Authors:Deborah A Maurer  Joy B Zedler
Institution:University of Wisconsin-Madison, Botany Department, 430 Lincoln Drive, Madison, WI 53706-1381, USA,
Abstract:Phalaris arundinacea (Poaceae) is aggressively invading wetlands across North America. We tested the hypotheses that open canopies and increased nutrients facilitate vegetative establishment in the field, using a phytometer (6 rhizome fragments/plot, 24 plots/wetland). In each of three wetlands, phytometers received three levels of an NPK fertilizer or served as controls.
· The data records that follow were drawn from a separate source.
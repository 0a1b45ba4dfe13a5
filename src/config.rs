//! Thresholds, tuning knobs, and the per-user thresholds provider.

use anyhow::{Context, Result};
use async_trait::async_trait;
use serde::{Deserialize, Serialize};
use std::{collections::HashMap, path::PathBuf, sync::Arc, time::Duration};
use tracing::{error, info};

use crate::cache::ExpiringCache;

/// One week, the manipulation-check lookback
pub const PRICE_HISTORY_WINDOW: Duration = Duration::from_secs(3600 * 24 * 7);

/// Caller-owned criteria a product must clear to count as a flip.
///
/// One default instance populates the cache; per-user instances filter
/// cached flips on read.
#[derive(Debug, Clone, PartialEq, Serialize, Deserialize)]
#[serde(default)]
pub struct FilterThresholds {
    pub min_profit: i64,
    pub min_profit_percentage: f64,
    pub min_buy_volume: i64,
    pub min_volume_diff: i64,
    pub min_buy_moving_week: i64,
    pub min_sell_moving_week: i64,
    /// Substrings; a product whose id contains any of them is skipped
    pub exclude_items: Vec<String>,
}

impl Default for FilterThresholds {
    fn default() -> Self {
        Self {
            min_profit: 1000,
            min_profit_percentage: 20.0,
            min_buy_volume: 1000,
            min_volume_diff: 0,
            min_buy_moving_week: 0,
            min_sell_moving_week: 0,
            exclude_items: Vec::new(),
        }
    }
}

/// Flip pipeline sizing
#[derive(Debug, Clone, Serialize, Deserialize)]
pub struct PipelineConfig {
    /// Concurrent manipulation checkers
    pub workers: usize,
    /// Filtered products waiting for a worker
    pub candidate_capacity: usize,
    /// Found flips waiting for the consumer
    pub result_capacity: usize,
    pub history_window: Duration,
}

impl Default for PipelineConfig {
    fn default() -> Self {
        Self {
            workers: 20,
            candidate_capacity: 150,
            result_capacity: 200,
            history_window: PRICE_HISTORY_WINDOW,
        }
    }
}

#[derive(Debug, Clone)]
pub struct BazaarCacheConfig {
    pub expiry: Duration,
    /// Per-subscriber live feed buffer; flips beyond this are dropped
    pub feed_capacity: usize,
    /// Thresholds used to populate the cache (users filter on top)
    pub population_thresholds: FilterThresholds,
}

impl Default for BazaarCacheConfig {
    fn default() -> Self {
        Self {
            expiry: Duration::from_secs(20),
            feed_capacity: 200,
            population_thresholds: FilterThresholds::default(),
        }
    }
}

// =============================================================================
// THRESHOLDS PROVIDER
// =============================================================================

/// Resolves the thresholds a delivery request should filter with.
/// Never consulted by the cache itself.
#[async_trait]
pub trait ThresholdsProvider: Send + Sync {
    async fn thresholds(&self, user_key: &str) -> Result<FilterThresholds>;
}

/// Same thresholds for every caller
pub struct StaticThresholdsProvider(pub FilterThresholds);

#[async_trait]
impl ThresholdsProvider for StaticThresholdsProvider {
    async fn thresholds(&self, _user_key: &str) -> Result<FilterThresholds> {
        Ok(self.0.clone())
    }
}

/// Contents of a thresholds TOML file:
///
/// ```toml
/// [default]
/// min_profit = 1000
///
/// [users.some-key]
/// min_profit = 5000
/// exclude_items = ["COBBLE"]
/// ```
#[derive(Debug, Clone, Default, Deserialize)]
#[serde(default)]
pub struct ThresholdsBook {
    pub default: FilterThresholds,
    pub users: HashMap<String, FilterThresholds>,
}

impl ThresholdsBook {
    pub fn parse(raw: &str) -> Result<Self> {
        toml::from_str(raw).context("Invalid thresholds file")
    }

    pub fn lookup(&self, user_key: &str) -> &FilterThresholds {
        self.users.get(user_key).unwrap_or(&self.default)
    }
}

/// File-backed provider, reloaded in the background every `reload` interval.
/// A failed reload keeps serving the last good book.
pub struct FileThresholdsProvider {
    book: Arc<ExpiringCache<ThresholdsBook>>,
}

impl FileThresholdsProvider {
    /// Fails if the file cannot be read or parsed on the first attempt.
    pub async fn load(path: PathBuf, reload: Duration) -> Result<Self> {
        let source = path.clone();
        let book = ExpiringCache::create(
            reload,
            move || {
                let path = source.clone();
                async move {
                    let raw = tokio::fs::read_to_string(&path)
                        .await
                        .with_context(|| format!("Failed to read {}", path.display()))?;
                    ThresholdsBook::parse(&raw)
                }
            },
            |e: &anyhow::Error| error!(error = %e, "Thresholds reload failed; keeping previous"),
        )
        .await?;

        info!(
            path = %path.display(),
            users = book.get().users.len(),
            "📋 Thresholds loaded"
        );
        Ok(Self { book })
    }
}

#[async_trait]
impl ThresholdsProvider for FileThresholdsProvider {
    async fn thresholds(&self, user_key: &str) -> Result<FilterThresholds> {
        Ok(self.book.get().lookup(user_key).clone())
    }
}
//! Marketplace data sources.
//!
//! The flip pipeline only talks to [`MarketplaceClient`]; the Hypixel REST
//! implementation lives in [`hypixel_bazaar`].

pub mod hypixel_bazaar;

use async_trait::async_trait;
use std::time::Duration;
use thiserror::Error;

use crate::models::{PriceHistoryPoint, ProductSnapshot};

pub use hypixel_bazaar::HypixelBazaarClient;

/// Errors from the upstream marketplace
#[derive(Debug, Error)]
pub enum MarketError {
    /// Network failure, timeout, or an unreadable body
    #[error("transport error: {0}")]
    Transport(#[from] reqwest::Error),

    #[error("unexpected status {status}: {body}")]
    HttpStatus { status: u16, body: String },

    /// Response arrived but reported `success: false`
    #[error("{0} not successful")]
    Unsuccessful(&'static str),

    #[error("malformed response: {0}")]
    Decode(#[from] serde_json::Error),

    #[error("could not parse price history timestamp {0:?}")]
    InvalidTimestamp(String),

    #[error("no price history within window for {0}")]
    EmptyHistory(String),

    #[error("Hypixel rejected the API key: {0}")]
    InvalidApiKey(String),
}

/// One full bazaar fetch
#[derive(Debug, Clone, Default)]
pub struct MarketSnapshot {
    pub last_updated: i64,
    pub products: Vec<ProductSnapshot>,
}

/// Upstream marketplace API as consumed by the flip pipeline
#[async_trait]
pub trait MarketplaceClient: Send + Sync {
    /// Fetch current stats for every product.
    async fn fetch_snapshot(&self) -> Result<MarketSnapshot, MarketError>;

    /// Fetch the chronologically ordered price history of `product_id`,
    /// restricted to the trailing `window`.
    async fn fetch_history(
        &self,
        product_id: &str,
        window: Duration,
    ) -> Result<Vec<PriceHistoryPoint>, MarketError>;
}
Emergence and survival differed among sites (P=0.0005), but not due to NPK addition. P. arundinacea survival was highest in a wet prairie with a late-developing canopy, but limited by prolonged flooding in one sedge meadow and by an early-growing, dense plant canopy in a second. These patterns were explained in greenhouse experiments, where both flooding (P<0.0001) and heavy shade (P=0.0002) decreased P. arundinacea aboveground biomass by up to 73% and 97%, respectively. Rhizome fragment survival was reduced by 30% under flooded conditions and 25% under heavy shade. We then tested the hypothesis that a clonal subsidy facilitates vegetative expansion into heavy shade. Established clones were allowed access to bare soil under four levels of shade and two levels of NPK fertilizer in a two-factor greenhouse experiment. Young ramets attached to parent clones readily grew into heavy shade, and the high nutrient treatment increased aboveground growth (P<0.0001) and distance of ramet spread (P=0.0051) by nearly 50%. Under low nutrient conditions, root biomass increased by 30% (P<0.0001). P. arundinacea's rapid expansion into a variety of wetland types is likely a function of clonal subsidy, morphological plasticity, and nutrient availability: young ramets that emerge under shaded conditions are supported by parental subsidies; where nutrients are plentiful, P. arundinacea can maximize aboveground growth to capture more light; and where nutrients are scarce, it can increase belowground foraging.